Assignment:
Find the line holding "[1.00, 0.50, 0.65], // rose" in the entries below. Give it again exactly, along with every line after it up to and including the line holding "for members in".

- - - - - - -

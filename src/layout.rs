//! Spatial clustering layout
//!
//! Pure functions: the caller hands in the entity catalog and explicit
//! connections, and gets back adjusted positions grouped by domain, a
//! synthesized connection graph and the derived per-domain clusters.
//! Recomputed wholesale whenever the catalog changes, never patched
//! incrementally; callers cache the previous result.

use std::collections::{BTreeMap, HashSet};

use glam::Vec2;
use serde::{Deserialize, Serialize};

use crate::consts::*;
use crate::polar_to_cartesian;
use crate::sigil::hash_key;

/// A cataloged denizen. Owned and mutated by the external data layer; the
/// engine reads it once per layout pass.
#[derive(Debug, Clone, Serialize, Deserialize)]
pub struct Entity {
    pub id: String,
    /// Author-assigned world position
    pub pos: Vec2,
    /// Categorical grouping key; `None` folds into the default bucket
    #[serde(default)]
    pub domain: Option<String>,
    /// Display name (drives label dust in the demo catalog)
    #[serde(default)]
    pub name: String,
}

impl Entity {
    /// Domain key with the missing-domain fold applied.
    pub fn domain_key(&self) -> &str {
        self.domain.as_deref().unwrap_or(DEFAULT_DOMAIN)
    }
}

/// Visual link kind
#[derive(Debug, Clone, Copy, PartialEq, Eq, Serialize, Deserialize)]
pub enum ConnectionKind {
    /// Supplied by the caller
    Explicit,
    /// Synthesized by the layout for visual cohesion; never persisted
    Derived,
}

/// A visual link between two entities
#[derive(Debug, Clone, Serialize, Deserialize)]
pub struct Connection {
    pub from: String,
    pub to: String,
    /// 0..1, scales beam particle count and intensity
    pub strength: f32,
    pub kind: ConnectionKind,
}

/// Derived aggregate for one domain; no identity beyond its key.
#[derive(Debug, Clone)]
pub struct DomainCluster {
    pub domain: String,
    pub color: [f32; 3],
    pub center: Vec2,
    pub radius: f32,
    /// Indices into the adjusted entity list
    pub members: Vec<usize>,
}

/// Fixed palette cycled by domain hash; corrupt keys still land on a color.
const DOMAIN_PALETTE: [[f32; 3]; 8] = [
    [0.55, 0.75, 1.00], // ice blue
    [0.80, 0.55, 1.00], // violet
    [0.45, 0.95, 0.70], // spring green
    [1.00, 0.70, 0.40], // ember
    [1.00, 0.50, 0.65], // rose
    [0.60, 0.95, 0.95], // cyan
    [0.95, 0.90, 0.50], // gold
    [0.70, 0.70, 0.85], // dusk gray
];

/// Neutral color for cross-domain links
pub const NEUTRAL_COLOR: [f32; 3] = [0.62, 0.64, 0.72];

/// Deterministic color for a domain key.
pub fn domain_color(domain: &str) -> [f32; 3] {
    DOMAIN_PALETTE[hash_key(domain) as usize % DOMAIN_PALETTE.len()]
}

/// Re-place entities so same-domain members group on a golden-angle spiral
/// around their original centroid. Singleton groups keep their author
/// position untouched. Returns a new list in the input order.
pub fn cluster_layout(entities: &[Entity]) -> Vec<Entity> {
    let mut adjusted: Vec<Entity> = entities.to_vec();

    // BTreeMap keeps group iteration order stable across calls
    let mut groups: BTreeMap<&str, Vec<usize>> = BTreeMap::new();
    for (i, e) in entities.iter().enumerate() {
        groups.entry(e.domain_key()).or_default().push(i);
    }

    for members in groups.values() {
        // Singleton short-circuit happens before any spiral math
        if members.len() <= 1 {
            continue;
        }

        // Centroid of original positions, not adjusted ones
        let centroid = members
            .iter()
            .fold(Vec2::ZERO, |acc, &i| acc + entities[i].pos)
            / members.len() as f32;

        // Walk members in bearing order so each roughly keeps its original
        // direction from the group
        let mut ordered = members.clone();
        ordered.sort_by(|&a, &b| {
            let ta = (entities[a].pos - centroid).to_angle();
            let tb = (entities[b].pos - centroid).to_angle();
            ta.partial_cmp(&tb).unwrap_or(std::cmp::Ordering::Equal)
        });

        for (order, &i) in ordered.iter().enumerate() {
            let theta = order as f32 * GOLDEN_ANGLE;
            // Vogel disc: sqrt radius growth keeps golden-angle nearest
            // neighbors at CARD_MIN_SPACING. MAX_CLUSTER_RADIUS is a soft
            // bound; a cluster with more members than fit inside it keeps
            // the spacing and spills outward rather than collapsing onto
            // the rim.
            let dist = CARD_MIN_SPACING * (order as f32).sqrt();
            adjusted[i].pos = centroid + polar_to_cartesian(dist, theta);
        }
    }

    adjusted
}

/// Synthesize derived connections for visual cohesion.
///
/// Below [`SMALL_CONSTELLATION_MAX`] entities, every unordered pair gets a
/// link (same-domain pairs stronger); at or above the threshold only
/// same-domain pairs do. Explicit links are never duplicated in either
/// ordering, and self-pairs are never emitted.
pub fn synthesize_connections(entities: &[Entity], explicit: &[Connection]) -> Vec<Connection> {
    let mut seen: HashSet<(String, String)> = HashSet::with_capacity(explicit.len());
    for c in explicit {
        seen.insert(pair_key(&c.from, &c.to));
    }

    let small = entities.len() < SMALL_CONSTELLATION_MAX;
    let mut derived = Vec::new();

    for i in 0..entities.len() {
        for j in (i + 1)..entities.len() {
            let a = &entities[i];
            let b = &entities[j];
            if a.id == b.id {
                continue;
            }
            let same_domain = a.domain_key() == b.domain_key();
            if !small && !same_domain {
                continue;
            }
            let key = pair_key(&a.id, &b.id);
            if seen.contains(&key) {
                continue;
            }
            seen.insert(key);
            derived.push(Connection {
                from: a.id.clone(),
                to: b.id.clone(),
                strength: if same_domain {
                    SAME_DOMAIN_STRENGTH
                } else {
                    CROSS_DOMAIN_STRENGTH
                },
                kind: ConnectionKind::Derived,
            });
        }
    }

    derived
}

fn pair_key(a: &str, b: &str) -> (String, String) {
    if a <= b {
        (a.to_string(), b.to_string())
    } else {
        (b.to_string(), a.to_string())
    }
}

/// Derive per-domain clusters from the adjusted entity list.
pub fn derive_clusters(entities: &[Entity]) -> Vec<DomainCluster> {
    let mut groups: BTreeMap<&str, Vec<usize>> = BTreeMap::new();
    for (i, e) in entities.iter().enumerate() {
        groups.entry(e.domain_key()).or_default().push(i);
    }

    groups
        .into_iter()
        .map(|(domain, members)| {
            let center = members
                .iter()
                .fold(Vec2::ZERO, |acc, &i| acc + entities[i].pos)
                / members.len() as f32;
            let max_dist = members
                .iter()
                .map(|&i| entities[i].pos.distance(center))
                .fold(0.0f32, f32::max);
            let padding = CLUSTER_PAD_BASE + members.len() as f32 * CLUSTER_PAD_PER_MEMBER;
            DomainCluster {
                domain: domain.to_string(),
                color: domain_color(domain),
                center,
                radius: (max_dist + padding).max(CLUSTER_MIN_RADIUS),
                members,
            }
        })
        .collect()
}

- - - - - - -

Output of the task:
    [1.00, 0.50, 0.65], // rose
    [0.60, 0.95, 0.95], // cyan
    [0.95, 0.90, 0.50], // gold
    [0.70, 0.70, 0.85], // dusk gray
];

/// Neutral color for cross-domain links
pub const NEUTRAL_COLOR: [f32; 3] = [0.62, 0.64, 0.72];

/// Deterministic color for a domain key.
pub fn domain_color(domain: &str) -> [f32; 3] {
    DOMAIN_PALETTE[hash_key(domain) as usize % DOMAIN_PALETTE.len()]
}

/// Re-place entities so same-domain members group on a golden-angle spiral
/// around their original centroid. Singleton groups keep their author
/// position untouched. Returns a new list in the input order.
pub fn cluster_layout(entities: &[Entity]) -> Vec<Entity> {
    let mut adjusted: Vec<Entity> = entities.to_vec();

    // BTreeMap keeps group iteration order stable across calls
    let mut groups: BTreeMap<&str, Vec<usize>> = BTreeMap::new();
    for (i, e) in entities.iter().enumerate() {
        groups.entry(e.domain_key()).or_default().push(i);
    }

    for members in groups.values() {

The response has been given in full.